Huaiyu Zhu hzhu at localhost.localdomain
Fri Aug 11 15:26:56 EDT 2000


On 11 Aug 2000 20:51:58 +0200, Konrad Hinsen <hinsen at cnrs-orleans.fr> wrote:
>> 
>> I'm not sure I follow you here.  Let's say A is a matrix.  The expression
>> (using matrixwise notation)
>> 
>>     B = A ~- mean(A)
>
>What is mean(A) supposed to return? The average over all elements of
>A? Or the average over all columns or rows? In NumPy, if you define a
>function mean() acting on a sequence, then it will do an average along
>the first index when passed a higher-rank array, and thus return an
>array whose rank is 1 lower than that of the input array. Judging from
>your following matlab example, I suppose you expect it to return a
>scalar.

It returns a row vector consisting of means of columns, since there are only
two axes here.  If it were a scalar the issue disappears.  

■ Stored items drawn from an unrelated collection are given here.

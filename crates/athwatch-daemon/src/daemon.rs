use std::sync::Arc;
use std::time::Duration;

use athwatch_engine::{
    timeout_monitor, ControlSignals, InboundMessage, PageScraper, Pipeline, Transport,
};
use athwatch_models::PipelineEvent;
use athwatch_store::{CachedRecordStore, SqliteStore};
use tokio::sync::{broadcast, mpsc};
use tokio_util::sync::CancellationToken;

use crate::config::{DaemonConfig, StoreConfig};
use crate::error::DaemonError;
use crate::schedule::scrape_scheduler;

/// Open the SQLite record database behind a hot cache.
pub fn open_store(config: &StoreConfig) -> Result<CachedRecordStore, DaemonError> {
    if let Some(parent) = std::path::Path::new(&config.sqlite_path).parent() {
        if !parent.as_os_str().is_empty() {
            std::fs::create_dir_all(parent)?;
        }
    }
    let sqlite = SqliteStore::open(&config.sqlite_path)?;
    Ok(CachedRecordStore::new(
        sqlite,
        config.hot_cache_capacity,
        Duration::from_secs(config.hot_cache_ttl_seconds),
    ))
}

/// The pipeline daemon. Owns the assembled pipeline and runs its
/// long-lived tasks until shutdown.
pub struct Daemon {
    pipeline: Pipeline,
    scraper: Arc<dyn PageScraper>,
}

impl Daemon {
    pub fn new(
        config: DaemonConfig,
        store: Arc<CachedRecordStore>,
        transport: Arc<dyn Transport>,
        scraper: Arc<dyn PageScraper>,
    ) -> Result<Self, DaemonError> {
        let pipeline = Pipeline::build(config.pipeline, transport, store)?;
        Ok(Self { pipeline, scraper })
    }

    /// Handle for pausing, resuming and stopping the running daemon.
    pub fn signals(&self) -> ControlSignals {
        self.pipeline.signals.clone()
    }

    /// Run every pipeline task until shutdown. `inbound` carries chat
    /// messages from the transport.
    pub async fn run(self, inbound: mpsc::Receiver<InboundMessage>) -> Result<(), DaemonError> {
        tracing::info!("athwatch daemon starting");

        let Pipeline {
            config,
            events,
            signals,
            correlator,
            dispatcher,
            router,
            consumer,
            decisions,
        } = self.pipeline;

        let mut join_set = tokio::task::JoinSet::new();

        // Task 1: scrape + dispatch once a minute
        {
            let scraper = self.scraper.clone();
            let signals = signals.clone();
            let second = config.timing.scrape_second;
            join_set.spawn(async move {
                scrape_scheduler(scraper, dispatcher, signals, second).await;
            });
        }

        // Task 2: inbound chat messages
        join_set.spawn(router.run(inbound));

        // Task 3: responder timeouts
        join_set.spawn(timeout_monitor(
            correlator,
            signals.clone(),
            config.timing.sweep_interval(),
        ));

        // Task 4: decisions to executors
        join_set.spawn(consumer.run(decisions));

        // Task 5: pipeline event log
        {
            let rx = events.subscribe();
            let cancel = signals.shutdown_token();
            join_set.spawn(async move {
                event_logger(rx, cancel).await;
            });
        }

        tracing::info!(
            scrape_second = config.timing.scrape_second,
            "All pipeline tasks started"
        );

        while let Some(result) = join_set.join_next().await {
            if let Err(e) = result {
                tracing::error!(error = %e, "Pipeline task failed");
                signals.shutdown();
            }
        }

        tracing::info!("athwatch daemon stopped");
        Ok(())
    }
}

/// Write every pipeline event to the log as one JSON field.
async fn event_logger(mut rx: broadcast::Receiver<PipelineEvent>, cancel: CancellationToken) {
    loop {
        tokio::select! {
            _ = cancel.cancelled() => {
                tracing::info!("Event logger shutting down");
                break;
            }
            received = rx.recv() => match received {
                Ok(event) => log_event(&event),
                Err(broadcast::error::RecvError::Lagged(skipped)) => {
                    tracing::warn!(skipped, "Event logger lagged");
                }
                Err(broadcast::error::RecvError::Closed) => break,
            },
        }
    }
}

fn log_event(event: &PipelineEvent) {
    let json = match serde_json::to_string(event) {
        Ok(json) => json,
        Err(e) => {
            tracing::warn!(error = %e, "Unserializable pipeline event");
            return;
        }
    };
    match event {
        PipelineEvent::Paused { .. } | PipelineEvent::ForwardFailed { .. } => {
            tracing::warn!(event = %json, "pipeline event");
        }
        PipelineEvent::CandidateRejected { .. } | PipelineEvent::DecisionDiscarded { .. } => {
            tracing::debug!(event = %json, "pipeline event");
        }
        _ => tracing::info!(event = %json, "pipeline event"),
    }
}
use tokio::sync::mpsc;
use tracing::debug;

use crate::classify::Verdict;
use crate::correlator::Correlator;
use crate::execution::{ExecutionHandler, ExecutionReport};
use crate::signals::ControlSignals;
use crate::transport::{InboundMessage, PeerDirectory, Route};

/// What the router did with one inbound message.
#[derive(Debug, Clone, PartialEq, Eq)]
pub enum Routed {
    /// Sender is not a configured responder.
    UnknownSender,
    /// Verification reply that arrived while paused.
    PausedDrop,
    Verification(Verdict),
    Execution(ExecutionReport),
}

/// Fans inbound chat messages out to the verification correlator or the
/// execution handler according to who sent them.
pub struct InboundRouter {
    directory: PeerDirectory,
    correlator: Correlator,
    execution: ExecutionHandler,
    signals: ControlSignals,
}

impl InboundRouter {
    pub fn new(
        directory: PeerDirectory,
        correlator: Correlator,
        execution: ExecutionHandler,
        signals: ControlSignals,
    ) -> Self {
        Self {
            directory,
            correlator,
            execution,
            signals,
        }
    }

    pub async fn route(&self, message: &InboundMessage) -> Routed {
        match self.directory.route(&message.sender) {
            None => {
                debug!(sender = %message.sender, "Message from unknown sender ignored");
                Routed::UnknownSender
            }
            Some(Route::Verification(slot)) => {
                if self.signals.is_paused() {
                    debug!(responder = %slot, "Paused, verification reply dropped");
                    return Routed::PausedDrop;
                }
                Routed::Verification(self.correlator.on_verification_reply(slot, &message.text))
            }
            Some(Route::Execution(slot)) => {
                Routed::Execution(self.execution.handle_reply(slot, &message.text).await)
            }
        }
    }

    /// Route messages until the inbound stream ends or shutdown is requested.
    pub async fn run(self, mut inbound: mpsc::Receiver<InboundMessage>) {
        let cancel = self.signals.shutdown_token();
        loop {
            tokio::select! {
                _ = cancel.cancelled() => {
                    tracing::info!("Inbound router shutting down");
                    break;
                }
                next = inbound.recv() => {
                    let Some(message) = next else {
                        tracing::info!("Inbound stream closed");
                        break;
                    };
                    self.route(&message).await;
                }
            }
        }
    }
}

>> These operations are also interchangeable as algorithms evolve.  Suppose A
>> is a collection of time series it is common to change scaling into a
>
>A collection of time series is not a matrix, but a classical
>application of NumPy-style arrays.

This is true, but the multiplication is still matrix style.  This just shows
that the objects do not possess the property of "matrixwise" or
"elementwise", but the operations do.

>Anyway, I'll have to drop out of the discussion for two weeks. Among
>other things, I'll participate in a conference where I'll talk about
>Python to people who work mainly in the PDE business. Perhaps that
>application domain will require yet another set of operators...

Good. Maybe we can have some feedback from a different crowd.  (Please do
ask them how they prefer to write Schur complement and similar things.)